* Your objective:
Among the entries below, find the lines with the word "RangeCount" and copy them.

----

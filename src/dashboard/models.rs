//! Shared response-model structs for the analytics views.

use serde::{Deserialize, Serialize};

/// Summary statistics for one calendar month.
#[derive(Debug, Clone, PartialEq, Serialize, Deserialize)]
#[serde(rename_all = "camelCase")]
pub struct Statistics {
    /// The summed price of the month's sold records.
    pub total_sale_amount: f64,
    /// How many of the month's records sold.
    pub total_sold_items: usize,
    /// How many of the month's records did not sell.
    pub total_not_sold_items: usize,
}

/// One price bucket of the monthly histogram.
#[derive(Debug, Clone, PartialEq, Serialize, Deserialize)]
pub struct RangeCount {
    /// The bucket's label, e.g. "101-200".
    pub range: String,
    /// How many of the month's records have a price in the bucket.
    pub count: usize,
}

/// One product slice of the monthly pie chart.
#[derive(Debug, Clone, PartialEq, Serialize, Deserialize)]
pub struct CategoryCount {
    /// The product title.
    pub category: String,
    /// How many of the month's records carry this title.
    pub count: usize,
}

/// The bundled payload of all three analytics views.
#[derive(Debug, Clone, PartialEq, Serialize, Deserialize)]
#[serde(rename_all = "camelCase")]
pub struct CombinedData {
    /// The month's summary statistics.
    pub statistics: Statistics,
    /// The month's price-bucket histogram.
    pub bar_chart_data: Vec<RangeCount>,
    /// The month's per-product counts.
    pub pie_chart_data: Vec<CategoryCount>,
}
//! Implements a SQLite backed transaction store.

use std::sync::{Arc, Mutex};

use rusqlite::{Connection, Row, types::Type};
use time::OffsetDateTime;

use crate::{
    Error,
    stores::transaction::{DateWindow, TransactionQuery, TransactionStore},
    transaction::{NewTransaction, Transaction},
};

const SELECT_COLUMNS: &str = "id, title, description, price, date_of_sale, sold";

/// Stores product transactions in a SQLite database.
///
/// Dates of sale are stored as unix timestamps so that month windows can be
/// compared numerically in SQL.
#[derive(Debug, Clone)]
pub struct SQLiteTransactionStore {
    connection: Arc<Mutex<Connection>>,
}

impl SQLiteTransactionStore {
    /// Create a new store for the SQLite `connection`.
    pub fn new(connection: Arc<Mutex<Connection>>) -> Self {
        Self { connection }
    }

    fn map_row(row: &Row) -> Result<Transaction, rusqlite::Error> {
        let timestamp: i64 = row.get(4)?;
        let date_of_sale = OffsetDateTime::from_unix_timestamp(timestamp).map_err(|error| {
            rusqlite::Error::FromSqlConversionFailure(4, Type::Integer, Box::new(error))
        })?;

        Ok(Transaction {
            id: row.get(0)?,
            title: row.get(1)?,
            description: row.get(2)?,
            price: row.get(3)?,
            date_of_sale,
            sold: row.get(5)?,
        })
    }
}

impl TransactionStore for SQLiteTransactionStore {
    /// Replace the entire contents of the store with `transactions`.
    ///
    /// The delete and the bulk insert run inside a single SQL transaction, so
    /// a failure part way through rolls back to the previous record set and
    /// concurrent readers never observe an empty store.
    ///
    /// # Errors
    /// Returns an [Error::SqlError] if there is an unexpected SQL error.
    fn replace_all(&mut self, transactions: Vec<NewTransaction>) -> Result<usize, Error> {
        let connection = self.connection.lock().map_err(|_| Error::DatabaseLock)?;

        let tx = connection.unchecked_transaction()?;
        tx.execute("DELETE FROM \"transaction\"", ())?;

        {
            let mut stmt = tx.prepare(
                "INSERT INTO \"transaction\" (title, description, price, date_of_sale, sold)
                 VALUES (?1, ?2, ?3, ?4, ?5)",
            )?;

            for transaction in &transactions {
                stmt.execute((
                    &transaction.title,
                    &transaction.description,
                    transaction.price,
                    transaction.date_of_sale.unix_timestamp(),
                    transaction.sold,
                ))?;
            }
        }

        tx.commit()?;

        Ok(transactions.len())
    }

    /// Retrieve one page of transactions matching `query`.
    ///
    /// Records are matched by case-insensitive substring against the title,
    /// the description, and the price rendered as text. Results are ordered
    /// by ID so that pages are stable across requests.
    ///
    /// # Errors
    /// Returns an [Error::SqlError] if there is an unexpected SQL error.
    fn get_page(&self, query: &TransactionQuery) -> Result<Vec<Transaction>, Error> {
        let connection = self.connection.lock().map_err(|_| Error::DatabaseLock)?;

        let limit = query.per_page as i64;
        let offset = (query.page.saturating_sub(1) * query.per_page) as i64;

        if query.search.is_empty() {
            let sql = format!(
                "SELECT {SELECT_COLUMNS} FROM \"transaction\" ORDER BY id ASC LIMIT ?1 OFFSET ?2"
            );

            connection
                .prepare(&sql)?
                .query_map((limit, offset), Self::map_row)?
                .map(|transaction_result| transaction_result.map_err(Error::SqlError))
                .collect()
        } else {
            // instr is used instead of LIKE so that '%' and '_' in the search
            // text match literally.
            let sql = format!(
                "SELECT {SELECT_COLUMNS} FROM \"transaction\" \
                 WHERE instr(lower(title), lower(?1)) > 0 \
                    OR instr(lower(description), lower(?1)) > 0 \
                    OR instr(CAST(price AS TEXT), ?1) > 0 \
                 ORDER BY id ASC LIMIT ?2 OFFSET ?3"
            );

            connection
                .prepare(&sql)?
                .query_map((&query.search, limit, offset), Self::map_row)?
                .map(|transaction_result| transaction_result.map_err(Error::SqlError))
                .collect()
        }
    }

    /// Retrieve transactions whose date of sale falls within `window`.
    ///
    /// # Errors
    /// Returns an [Error::SqlError] if there is an unexpected SQL error.
    fn get_in_window(&self, window: DateWindow) -> Result<Vec<Transaction>, Error> {
        let connection = self.connection.lock().map_err(|_| Error::DatabaseLock)?;

        let sql = format!(
            "SELECT {SELECT_COLUMNS} FROM \"transaction\" \
             WHERE date_of_sale >= ?1 AND date_of_sale < ?2 \
             ORDER BY id ASC"
        );

        connection
            .prepare(&sql)?
            .query_map(
                (window.start.unix_timestamp(), window.end.unix_timestamp()),
                Self::map_row,
            )?
            .map(|transaction_result| transaction_result.map_err(Error::SqlError))
            .collect()
    }
}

----

* Written answer:
pub struct RangeCount {
    pub bar_chart_data: Vec<RangeCount>,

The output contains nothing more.